Please post this with the rest of the code to support the new
s->irqchip_inject_ioctl value.

> thanks
> -- PMM
> 
> On 6 August 2012 18:05, Peter Maydell <peter.maydell@linaro.org> wrote:
> > Move the init of the irqchip_inject_ioctl field of KVMState out of
> > kvm_irqchip_create() and into kvm_init(), so that kvm_set_irq()
> > can be used even when no irqchip is created (for architectures
> > that support async interrupt notification even without an in
> > kernel irqchip).
> >
> > Signed-off-by: Peter Maydell <peter.maydell@linaro.org>
> > ---
> > We can't just set irqchip_inject_ioctl in target-*/kvm.c because
> > the KVMState struct layout is private to kvm-all.c. Moving the
> > default initialisation of this field seemed the simplest approach.

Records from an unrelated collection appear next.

//! In-memory user store shared by the handlers.

use serde::{Deserialize, Serialize};
use std::sync::{LazyLock, Mutex};

/// User entity
#[derive(Debug, Clone, PartialEq, Eq, Serialize, Deserialize)]
#[serde(rename_all = "camelCase")]
pub struct User {
    pub id: u32,
    pub name: String,
    pub email: String,
}

impl User {
    pub fn new(id: u32, name: impl Into<String>, email: impl Into<String>) -> Self {
        Self {
            id,
            name: name.into(),
            email: email.into(),
        }
    }
}

/// Simulated database
#[derive(Debug)]
pub struct UserStore {
    users: Mutex<Vec<User>>,
    next_id: Mutex<u32>,
}

static STORE: LazyLock<UserStore> = LazyLock::new(UserStore::seeded);

/// The process-wide store.
pub fn users() -> &'static UserStore {
    &STORE
}

impl UserStore {
    fn seeded() -> Self {
        Self {
            users: Mutex::new(vec![
                User::new(1, "Alice", "alice@example.com"),
                User::new(2, "Bob", "bob@example.com"),
            ]),
            next_id: Mutex::new(3),
        }
    }

    pub fn get(&self, id: u32) -> Option<User> {
        self.users.lock().ok()?.iter().find(|u| u.id == id).cloned()
    }

    /// Users whose name contains `needle`, case-insensitive.
    pub fn search(&self, needle: &str) -> Vec<User> {
        let needle = needle.to_lowercase();
        self.all()
            .into_iter()
            .filter(|u| u.name.to_lowercase().contains(&needle))
            .collect()
    }

    pub fn all(&self) -> Vec<User> {
        self.users.lock().map(|u| u.clone()).unwrap_or_default()
    }

    pub fn create(&self, name: &str, email: &str) -> Option<User> {
        let mut users = self.users.lock().ok()?;
        let mut next_id = self.next_id.lock().ok()?;

        let user = User::new(*next_id, name, email);
        *next_id += 1;
        users.push(user.clone());
        Some(user)
    }

    pub fn delete(&self, id: u32) -> Option<User> {
        let mut users = self.users.lock().ok()?;
        let index = users.iter().position(|u| u.id == id)?;
        Some(users.remove(index))
    }
}
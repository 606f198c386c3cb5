//! # fast-web-cli
//!
//! Library behind the `fast-wgen` tool, which turns `@router` doc annotations
//! into a static axum route table.
//!
//! ## Architecture
//!
//! ```text
//! scanner ──► parser ──► resolver ──► emitter ──► writer
//!  (.rs files)  (routes)  (limiters)   (source)    (atomic file)
//! ```
//!
//! - [`config`] - `fast-wgen.toml`, CLI flags and `fn main` tags
//! - [`scanner`] - Source file discovery and filtering
//! - [`annotation`] - `@router` / `@limit` grammar
//! - [`parser`] - Route extraction with `syn`
//! - [`resolver`] - Shared limiter groups
//! - [`emitter`] - Route table code generation
//! - [`writer`] - File output and dry-run support
//! - [`watcher`] - File system watching for development mode
//! - [`error`] - Error types and handling
//!
//! Any error aborts the run before the output file is touched.

pub mod annotation;
pub mod config;
pub mod emitter;
pub mod error;
pub mod parser;
pub mod resolver;
pub mod scanner;
pub mod watcher;
pub mod writer;

pub use config::{ConfigManager, GenConfig};
pub use emitter::{CodeEmitter, GeneratedOutput};
pub use error::{CliError, CliResult};
pub use parser::{RouteParser, RouteProperties};
pub use resolver::{BuildContext, LimitResolver};
pub use scanner::{SourceFile, SourceScanner};
pub use watcher::FileWatcher;
pub use writer::{FileWriter, WriteResult};

use tracing::info;

/// Runs the whole pipeline for one configuration.
#[derive(Debug, Clone)]
pub struct RouteGenerator {
    config: GenConfig,
}

impl RouteGenerator {
    /// Create a generator for `config`.
    pub fn new(config: GenConfig) -> Self {
        Self { config }
    }

    /// The configuration in use.
    pub fn config(&self) -> &GenConfig {
        &self.config
    }

    /// Scan, parse, resolve and emit, without writing anything.
    pub fn generate(&self) -> CliResult<GeneratedOutput> {
        self.config.validate()?;

        let files = scanner::scan_all(&self.config.dirs)?;
        let routes = RouteParser::new()
            .with_crate_prefix(&self.config.crate_prefix)
            .parse_files(&files)?;
        let ctx = LimitResolver::resolve(routes)?;
        let output = CodeEmitter::new(self.config.wraps()).emit(&ctx)?;

        info!(
            files = files.len(),
            routes = output.route_count,
            limiters = output.limiter_count,
            "Generated route table"
        );
        Ok(output)
    }

    /// Generate and write the output file.
    pub fn run(&self, dry_run: bool) -> CliResult<(GeneratedOutput, WriteResult)> {
        let output = self.generate()?;
        let written = FileWriter::new(dry_run).write(&self.config.output, &output.content)?;
        Ok((output, written))
    }

    /// Compare the file on disk with a fresh generation.
    pub fn check(&self) -> CliResult<GeneratedOutput> {
        let output = self.generate()?;
        let existing = std::fs::read_to_string(&self.config.output).unwrap_or_default();
        if existing != output.content {
            return Err(CliError::OutOfDate(self.config.output.display().to_string()));
        }
        Ok(output)
    }
}
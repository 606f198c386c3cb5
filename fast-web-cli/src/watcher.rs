//! File watcher for development mode.
//!
//! Watches the scan directories and reports changed `.rs` files so the route
//! table can be regenerated. The generated file itself is ignored, otherwise
//! every write would trigger another run.

use crate::error::{CliResult, WatchError};
use notify::{RecommendedWatcher, RecursiveMode, Watcher};
use notify_debouncer_mini::{DebouncedEvent, Debouncer, new_debouncer};
use std::path::{Path, PathBuf};
use std::sync::mpsc::{Receiver, channel};
use std::time::Duration;

/// Event types for file changes.
#[derive(Debug, Clone, PartialEq, Eq)]
pub enum WatchEvent {
    /// A file was created or modified.
    Changed(PathBuf),
    /// A file was deleted.
    Removed(PathBuf),
    /// An error occurred.
    Error(String),
}

/// Quiet period before a burst of changes is reported.
const DEBOUNCE: Duration = Duration::from_millis(500);

/// File watcher for monitoring Rust source files.
pub struct FileWatcher {
    /// Directories to watch.
    roots: Vec<PathBuf>,
    /// Paths whose changes are not reported.
    ignored: Vec<PathBuf>,
}

impl FileWatcher {
    /// Create a new file watcher for the given directories.
    pub fn new(roots: impl IntoIterator<Item = PathBuf>) -> Self {
        Self {
            roots: roots.into_iter().collect(),
            ignored: Vec::new(),
        }
    }

    /// Do not report changes to `path`.
    pub fn ignoring(mut self, path: &Path) -> Self {
        self.ignored.push(normalize(path));
        self
    }

    /// Start watching for file changes.
    ///
    /// The debouncer must be kept alive for events to keep arriving.
    pub fn watch(&self) -> CliResult<(Debouncer<RecommendedWatcher>, Receiver<WatchEvent>)> {
        let (tx, rx) = channel::<WatchEvent>();
        let ignored = self.ignored.clone();

        let mut debouncer = new_debouncer(
            DEBOUNCE,
            move |result: Result<Vec<DebouncedEvent>, notify::Error>| match result {
                Ok(events) => {
                    for event in events {
                        if let Some(watch_event) = classify(event.path, &ignored) {
                            let _ = tx.send(watch_event);
                        }
                    }
                }
                Err(e) => {
                    let _ = tx.send(WatchEvent::Error(e.to_string()));
                }
            },
        )
        .map_err(|e| WatchError::Init(e.to_string()))?;

        for root in &self.roots {
            debouncer
                .watcher()
                .watch(root, RecursiveMode::Recursive)
                .map_err(|e| WatchError::Init(format!("{}: {e}", root.display())))?;
        }

        Ok((debouncer, rx))
    }
}

fn normalize(path: &Path) -> PathBuf {
    std::fs::canonicalize(path).unwrap_or_else(|_| path.to_path_buf())
}

/// Turn a raw path into an event, dropping non-Rust and ignored files.
fn classify(path: PathBuf, ignored: &[PathBuf]) -> Option<WatchEvent> {
    if path.extension().is_none_or(|ext| ext != "rs") {
        return None;
    }
    if ignored.contains(&normalize(&path)) {
        return None;
    }
    Some(if path.exists() {
        WatchEvent::Changed(path)
    } else {
        WatchEvent::Removed(path)
    })
}

impl WatchEvent {
    /// Get the path associated with this event.
    pub fn path(&self) -> Option<&Path> {
        match self {
            WatchEvent::Changed(p) | WatchEvent::Removed(p) => Some(p),
            WatchEvent::Error(_) => None,
        }
    }

    /// Get the error message if this is an error event.
    pub fn error_message(&self) -> Option<&str> {
        match self {
            WatchEvent::Error(msg) => Some(msg),
            _ => None,
        }
    }
}

#[cfg(test)]
mod tests {
    use super::*;
    use tempfile::TempDir;

    #[test]
    fn test_watch_event_path() {
        let path = PathBuf::from("/test/file.rs");

        assert_eq!(WatchEvent::Changed(path.clone()).path(), Some(path.as_path()));
        assert_eq!(WatchEvent::Removed(path.clone()).path(), Some(path.as_path()));
        assert_eq!(WatchEvent::Error("test error".to_string()).path(), None);
    }

    #[test]
    fn test_watch_event_error_message() {
        assert_eq!(WatchEvent::Changed(PathBuf::from("/test")).error_message(), None);

        let error = WatchEvent::Error("test error".to_string());
        assert_eq!(error.error_message(), Some("test error"));
    }

    #[test]
    fn test_classify() {
        let dir = TempDir::new().unwrap();
        let source = dir.path().join("user.rs");
        let output = dir.path().join("load_router.rs");
        std::fs::write(&source, "").unwrap();
        std::fs::write(&output, "").unwrap();
        let ignored = vec![normalize(&output)];

        assert_eq!(
            classify(source.clone(), &ignored),
            Some(WatchEvent::Changed(source))
        );
        assert_eq!(classify(output, &ignored), None);
        assert_eq!(classify(dir.path().join("notes.md"), &ignored), None);

        let gone = dir.path().join("gone.rs");
        assert_eq!(classify(gone.clone(), &ignored), Some(WatchEvent::Removed(gone)));
    }

    #[test]
    fn test_file_watcher_builder() {
        let dir = TempDir::new().unwrap();
        let output = dir.path().join("load_router.rs");
        std::fs::write(&output, "").unwrap();

        let watcher = FileWatcher::new([dir.path().to_path_buf()]).ignoring(&output);
        assert_eq!(watcher.roots, [dir.path().to_path_buf()]);
        assert_eq!(watcher.ignored, [normalize(&output)]);
    }
}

> > It's safe because the use in kvm_set_irq() is guarded by a check of
> > kvm_async_interrupts_enabled().
> >
> > The other approach would be to have a helper function for setting
> > the field, but that seems overkill when KVM_IRQ_LINE is the standard
> > default value. (KVM_IRQ_LINE_STATUS seems to be undocumented,
> > incidentally. I am going to assume it's another x86ism until somebody
> > does document it :-))
> >
> >  kvm-all.c |    3 ++-
> >  1 file changed, 2 insertions(+), 1 deletion(-)
> >
> > diff --git a/kvm-all.c b/kvm-all.c
> > index 6def6c9..9a1f001 100644
> > --- a/kvm-all.c
> > +++ b/kvm-all.c
> > @@ -1200,7 +1200,6 @@ static int kvm_irqchip_create(KVMState *s)
> >          return ret;
> >      }
> >
> > -    s->irqchip_inject_ioctl = KVM_IRQ_LINE;
> >      if (kvm_check_extension(s, KVM_CAP_IRQ_INJECT_STATUS)) {
> >          s->irqchip_inject_ioctl = KVM_IRQ_LINE_STATUS;
> >      }
> > @@ -1321,6 +1320,8 @@ int kvm_init(void)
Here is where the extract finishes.